Until 1913 there was no requirement for British racehorses to have official names (two-year-olds were allowed to race unnamed until 1946). The filly known in retrospect as Young Mouse was never officially named during her racing career and was usually known by a descriptive title such as "the Mouse filly", "Lord Cavendish's filly" or simply as "Mouse". The name "Young Mouse" was used for the horse during her time as a broodmare.

==Racing career==

===1829: three-year-old season===
Young Mouse (identified in the Racing Calendar as Ld G. H. Cavendish's b. f. by Godolphin, out of Mouse) began her racing career at Newmarket's First Spring meeting. On 4 May, the opening day of the meeting, she claimed a 500 guinea prize without having to race, when her opponent, a filly named Tancreda, was withdrawn from a scheduled match over five furlongs. Three days later, the filly was one of four runners for the 1000 Guineas Stakes over the Ditch Mile course. Favouritism for the race was disputed by Mr Payne's filly Pauline who started at odds of 11/8 and Lord Exeter's Green Mantle on 6/4; the presence of these two well-regarded fillies appeared to have frightened away most of the opposition. Young Mouse's odds were not recorded in the Racing Calendar, but the Sporting Magazine gave her odds as 20/1. Ridden by William Arnull, Cavendish's filly created an upset by winning the race by less than a length from Green Mantle, with Pauline finishing in third place after a "true run race". A month after her classic win "Mouse" was moved up in distance for the Oaks Stakes over one and a half miles at Epsom Downs Racecourse. She started the 9/2 second favourite in a field of fourteen fillies but finished unplaced behind Green Mantle.
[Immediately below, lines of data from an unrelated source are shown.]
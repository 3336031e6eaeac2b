//! # CowManager Backend
//!
//! Local server behind the CowManager web UI. It keeps farmers, cows and
//! insemination records in a JSON record store on disk, derives the
//! pregnancy and heat-check views, and forwards assistant questions to
//! Gemini.
//!
//! ## Architecture
//!
//! ```text
//! UI Layer (Yew frontend)
//!     ↓
//! IO Layer (REST handlers, mappers, Gemini client)
//!     ↓
//! Domain Layer (services, business rules)
//!     ↓
//! Storage Layer (record store, repositories)
//! ```

pub mod config;
pub mod domain;
pub mod io;
pub mod storage;

use anyhow::{Context, Result};
use axum::{
    extract::DefaultBodyLimit,
    http::{HeaderValue, Method},
    routing::{get, post, put},
    Router,
};
use std::sync::Arc;
use tower_http::cors::{Any, CorsLayer};
use tower_http::services::ServeDir;
use tracing::info;

use crate::config::AppConfig;
use crate::domain::{
    AdvisoryService, CowService, FarmerService, HerdService, InseminationService, TextGenerator,
};
use crate::io::GeminiClient;
use crate::storage::{
    CowRepository, FarmerRepository, InseminationRepository, SessionRepository, StoreConnection,
};

/// Uploaded photos travel inline as data URLs
const MAX_BODY_BYTES: usize = 10 * 1024 * 1024;

/// Main application state that holds all services
#[derive(Clone)]
pub struct AppState {
    pub farmer_service: FarmerService,
    pub cow_service: CowService,
    pub insemination_service: InseminationService,
    pub herd_service: HerdService,
    pub advisory_service: AdvisoryService,
}

impl AppState {
    /// Wire every service onto one store connection
    pub fn new(connection: StoreConnection, generator: Arc<dyn TextGenerator>) -> Self {
        let farmers = Arc::new(FarmerRepository::new(connection.clone()));
        let session = Arc::new(SessionRepository::new(connection.clone()));
        let cows = Arc::new(CowRepository::new(connection.clone()));
        let records = Arc::new(InseminationRepository::new(connection));

        Self {
            farmer_service: FarmerService::new(farmers, session),
            cow_service: CowService::new(cows.clone()),
            insemination_service: InseminationService::new(records.clone(), cows.clone()),
            herd_service: HerdService::new(cows, records),
            advisory_service: AdvisoryService::new(generator),
        }
    }
}

/// Initialize the backend with all required services
pub fn initialize_backend(config: &AppConfig) -> Result<AppState> {
    info!("Setting up record store");
    let connection = StoreConnection::open_json(&config.data_directory)?;

    info!("Setting up advisory client for model {}", config.advisory.model);
    let generator = Arc::new(GeminiClient::new(config.advisory.clone()));

    Ok(AppState::new(connection, generator))
}

/// Create the Axum router with all routes configured
pub fn create_router(app_state: AppState, config: &AppConfig) -> Result<Router> {
    let origin = config
        .allowed_origin
        .parse::<HeaderValue>()
        .with_context(|| format!("Invalid allowed origin '{}'", config.allowed_origin))?;

    let cors = CorsLayer::new()
        .allow_origin(origin)
        .allow_methods([Method::GET, Method::POST, Method::PUT, Method::DELETE])
        .allow_headers(Any);

    let api_routes = Router::new()
        .route("/session", get(io::get_session).post(io::login).delete(io::logout))
        .route("/farmers/:farmer_id/cows", get(io::list_cows).post(io::create_cow))
        .route(
            "/farmers/:farmer_id/cows/:cow_id",
            put(io::update_cow).delete(io::delete_cow),
        )
        .route(
            "/farmers/:farmer_id/inseminations",
            get(io::list_inseminations).post(io::create_insemination),
        )
        .route(
            "/farmers/:farmer_id/inseminations/:record_id",
            axum::routing::delete(io::delete_insemination),
        )
        .route(
            "/farmers/:farmer_id/inseminations/:record_id/confirm",
            post(io::confirm_insemination),
        )
        .route("/farmers/:farmer_id/pregnancies", get(io::list_pregnancies))
        .route("/farmers/:farmer_id/reminders", get(io::list_reminders))
        .route("/advice", post(io::get_advice))
        .route("/logs", post(io::log_message));

    Ok(Router::new()
        .nest("/api", api_routes)
        .fallback_service(ServeDir::new(&config.frontend_dist))
        .layer(DefaultBodyLimit::max(MAX_BODY_BYTES))
        .layer(cors)
        .with_state(app_state))
}

/// Build the backend from `config` and serve until the process is stopped
pub async fn run(config: AppConfig) -> Result<()> {
    let app_state = initialize_backend(&config)?;
    let app = create_router(app_state, &config)?;

    let listener = tokio::net::TcpListener::bind(&config.bind_address)
        .await
        .with_context(|| format!("Failed to bind {}", config.bind_address))?;
    info!("CowManager listening on http://{}", config.bind_address);

    axum::serve(listener, app).await?;
    Ok(())
}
Young Mouse did not race again until autumn when she appeared on the second day of the Newmarket "First October" meeting, which actually took place on 29 September. Ridden by Arnull she contested a match race against Mr Greville's filly Xarifa in which she carried twelve pounds more than her rival. "Mouse" won the five furlong race by a head after a "severe struggle" to claim a prize of 200 guineas. Another success in a 200 guinea match race followed at the Second October meeting when she beat the four-year-old Bobadilla (who had been favoured in the betting) over the Ditch Mile course. According to the Sporting Magazine "Mouse" led all the way and won "hard held" by her jockey Patrick Conolly. On 31 October, the last day of the Newmarket season Young Mouse was beaten in a ten furlong match by Lucetta, a filly who went on to win the Ascot Gold Cup in 1830.

===1830: four-year-old season===
Young Mouse (still officially unnamed), stayed in training as a four-year-old, but did not race until the July meeting at Newmarket. On the second day of the meeting she was assigned a weight of 114 pounds in a handicap race over a distance of one and three quarter miles. She was not among the favourites and finished unplaced behind Tranby, a colt owned by John Gully. Young Mouse never raced again.

==Stud record==
Young Mouse was retired from racing to become a broodmare initially for her breeder the Earl of Burlington. After the Earl's death in 1834, she was seized as a heriot by the landlord of one of the Earl's rented estates. She was sold to William IV in 1834 for 135 guineas and was relocated to the Hampton Court Stud. Young Mouse produced six foals in the United Kingdom, including the versatile colt Rat-trap (who died in 1839) and the future stallion Mus. Hampton Court was liquidated in October 1837 at the death of William IV and the ascension of his successor, Queen Victoria. Young Mouse was bought for £360 by the French sportsman Auguste Lupin who also bought Wings and Fleur-de-lis at the sale. All three mares were exported to France in late 1837. For Lupin, she produced Angora, a colt sired by Lottery, who finished second in the 1842 Prix du Jockey Club. She produced two fillies and four colts in France and died in late 1843 while seven months in foal.

==Pedigree==

Pedigree of Young Mouse (GB), bay mare, 1826
| Sire Godolphin (GB) 1818 | Partisan 1811 | Walton | Sir Peter Teazle |
Arethusa
| Parasol | Potoooooooo |
Prunella
| Ridicule 1810 | Shuttle | Young Marske |
Vauxhall Snap mare
| Dungannon mare | Dungannon |
Letitia
| Dam Mouse (GB) 1812 | Sir David 1801 | Trumpator | Conductor |
Brunette
| Woodpecker mare | Woodpecker |
Trentham mare
| Louisa 1800 | Ormond | King Fergus |
Miss Cornforth
| Evelina | Highflyer |
Termagant (Family 8-a)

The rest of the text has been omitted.